- Hope
- U.S. National Register of Historic Places
- Location: Off Louisiana Highway 121 and Mill Race Rd., McNutt, Louisiana
- Coordinates: 31°18′43″N 92°39′5″W﻿ / ﻿31.31194°N 92.65139°W
- Area: 1 acre (0.40 ha)
- Built: 1880
- Architectural style: Greek Revival
- Part of: McNutt Rural Historic District (ID88001595)
- MPS: Neo-Classical Architecture of Bayou Rapides TR
- NRHP reference No.: 84003856

Significant dates
- Added to NRHP: December 13, 1984
- Designated NRHP: September 15, 1988

= Hope (McNutt, Louisiana) =

Historic house in Louisiana, United States

Hope is located in Rapides Parish, Louisiana, in the rural community of McNutt, Louisiana. It was added to the National Register of Historic Places on December 13, 1984. It is also a contributing building in the McNutt Rural Historic District.

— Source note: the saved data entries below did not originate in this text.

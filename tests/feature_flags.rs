use std::sync::{
    atomic::{AtomicUsize, Ordering},
    Arc, Mutex,
};

use axum::{
    http::{HeaderMap, StatusCode},
    routing::{get, post},
    Json, Router,
};
use posthog_flags::{Client, ClientConfig, Error, FeatureFlagCalled};
use serde_json::{json, Value};

const PERSONAL_API_KEY: &str = "my very secret key";

#[derive(Default)]
struct MockServer {
    definition_requests: AtomicUsize,
    decide_bodies: Mutex<Vec<Value>>,
}

fn flags_response() -> Value {
    json!({
        "count": 4,
        "next": null,
        "previous": null,
        "results": [
            {
                "id": 719,
                "name": "",
                "key": "simpleFlag",
                "filters": {"groups": [{"properties": [], "rollout_percentage": null}]},
                "deleted": false,
                "active": true,
                "is_simple_flag": true,
                "rollout_percentage": null
            },
            {
                "id": 720,
                "name": "",
                "key": "enabled-flag",
                "filters": {"groups": [{"properties": [], "rollout_percentage": null}]},
                "deleted": false,
                "active": true,
                "is_simple_flag": false,
                "rollout_percentage": null
            },
            {
                "id": 721,
                "name": "",
                "key": "disabled-flag",
                "filters": {"groups": [{"properties": [], "rollout_percentage": null}]},
                "deleted": false,
                "active": true,
                "is_simple_flag": false,
                "rollout_percentage": null
            },
            {
                "id": 722,
                "name": "",
                "key": "inactive-flag",
                "deleted": false,
                "active": false,
                "is_simple_flag": true,
                "rollout_percentage": null
            }
        ]
    })
}

/// Start a mock PostHog API on a random local port and return its base URL.
async fn serve(server: Arc<MockServer>) -> String {
    let definitions = {
        let server = server.clone();
        get(move |headers: HeaderMap| async move {
            server.definition_requests.fetch_add(1, Ordering::SeqCst);
            let expected = format!("Bearer {PERSONAL_API_KEY}");
            let authorization = headers
                .get("authorization")
                .and_then(|value| value.to_str().ok());
            if authorization != Some(expected.as_str()) {
                return (
                    StatusCode::UNAUTHORIZED,
                    Json(json!({"detail": "Invalid personal API key."})),
                );
            }
            (StatusCode::OK, Json(flags_response()))
        })
    };

    let decide = post(move |Json(body): Json<Value>| async move {
        server.decide_bodies.lock().unwrap().push(body);
        Json(json!({"featureFlags": ["enabled-flag"]}))
    });

    let app = Router::new()
        .route("/api/feature_flag/", definitions)
        .route("/decide/", decide);

    let listener = tokio::net::TcpListener::bind("127.0.0.1:0").await.unwrap();
    let addr = listener.local_addr().unwrap();
    tokio::spawn(async move {
        axum::serve(listener, app).await.unwrap();
    });

    format!("http://{addr}")
}

async fn create_client(server: &Arc<MockServer>, personal_api_key: &str) -> Client {
    let host = serve(server.clone()).await;
    ClientConfig::from_api_key("key")
        .host(format!("{host}/"))
        .personal_api_key(personal_api_key)
        .to_client()
        .unwrap()
}

#[tokio::test]
async fn simple_flag_is_enabled() {
    let server = Arc::new(MockServer::default());
    let client = create_client(&server, PERSONAL_API_KEY).await;

    assert!(client
        .is_feature_enabled("simpleFlag", "some id", false)
        .await
        .unwrap());

    client.shutdown();
}

#[tokio::test]
async fn complex_flags_use_decide() {
    let server = Arc::new(MockServer::default());
    let client = create_client(&server, PERSONAL_API_KEY).await;

    let enabled = client
        .is_feature_enabled("enabled-flag", "some id", false)
        .await
        .unwrap();
    let disabled = client
        .is_feature_enabled("disabled-flag", "some id", false)
        .await
        .unwrap();

    assert!(enabled);
    assert!(!disabled);
    assert_eq!(
        server.decide_bodies.lock().unwrap()[0],
        json!({"api_key": "key", "distinct_id": "some id"})
    );

    client.shutdown();
}

#[tokio::test]
async fn default_override() {
    let server = Arc::new(MockServer::default());
    let client = create_client(&server, PERSONAL_API_KEY).await;

    assert!(!client
        .is_feature_enabled("i-dont-exist", "some id", false)
        .await
        .unwrap());
    assert!(client
        .is_feature_enabled("i-dont-exist", "some id", true)
        .await
        .unwrap());

    client.shutdown();
}

#[tokio::test]
async fn inactive_flags_are_not_cached() {
    let server = Arc::new(MockServer::default());
    let client = create_client(&server, PERSONAL_API_KEY).await;

    client.wait_for_feature_flags().await.unwrap();

    let flags = client.feature_flags().unwrap();
    assert_eq!(flags.len(), 3);
    assert!(flags.get("inactive-flag").is_none());
    assert!(!client
        .is_feature_enabled("inactive-flag", "some id", false)
        .await
        .unwrap());

    client.shutdown();
}

#[tokio::test]
async fn reload_fetches_definitions_again() {
    let server = Arc::new(MockServer::default());
    let client = create_client(&server, PERSONAL_API_KEY).await;

    client.wait_for_feature_flags().await.unwrap();
    let before = server.definition_requests.load(Ordering::SeqCst);

    client.reload_feature_flags().await.unwrap();

    assert_eq!(server.definition_requests.load(Ordering::SeqCst), before + 1);

    client.shutdown();
}

#[tokio::test]
async fn project_key_used_as_personal_key_is_rejected() {
    let server = Arc::new(MockServer::default());
    let client = create_client(&server, "key").await;

    let result = client.wait_for_feature_flags().await;
    assert!(matches!(result, Err(Error::Unauthorized)));

    // Once the key has been rejected, evaluations fall back to the default.
    assert!(client
        .is_feature_enabled("simpleFlag", "some id", true)
        .await
        .unwrap());
    assert!(client.feature_flags().is_none());

    client.shutdown();
}

#[tokio::test]
async fn callback_is_notified() {
    let server = Arc::new(MockServer::default());
    let host = serve(server.clone()).await;
    let events = Arc::new(Mutex::new(Vec::new()));
    let client = {
        let events = events.clone();
        ClientConfig::from_api_key("key")
            .host(host)
            .personal_api_key(PERSONAL_API_KEY)
            .feature_flag_called_callback(move |event: FeatureFlagCalled| {
                events.lock().unwrap().push(event);
            })
            .to_client()
            .unwrap()
    };

    client
        .is_feature_enabled("simpleFlag", "some id", false)
        .await
        .unwrap();

    let events = events.lock().unwrap();
    assert_eq!(events.len(), 1);
    assert_eq!(events[0].key, "simpleFlag");
    assert_eq!(events[0].distinct_id, "some id");
    assert!(events[0].enabled);

    client.shutdown();
}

It was listed as one result of a study of 10 Neo-Classical farm-plantation houses along Bayou Rapides. As for several of the others (Eden, China Grove, Geneva, Island Home, Longview), Hope was modified by addition of hood along its original gallery, termed a false gallery, which provides additional protection from the rain, detracting somewhat but not greatly from its original appearance.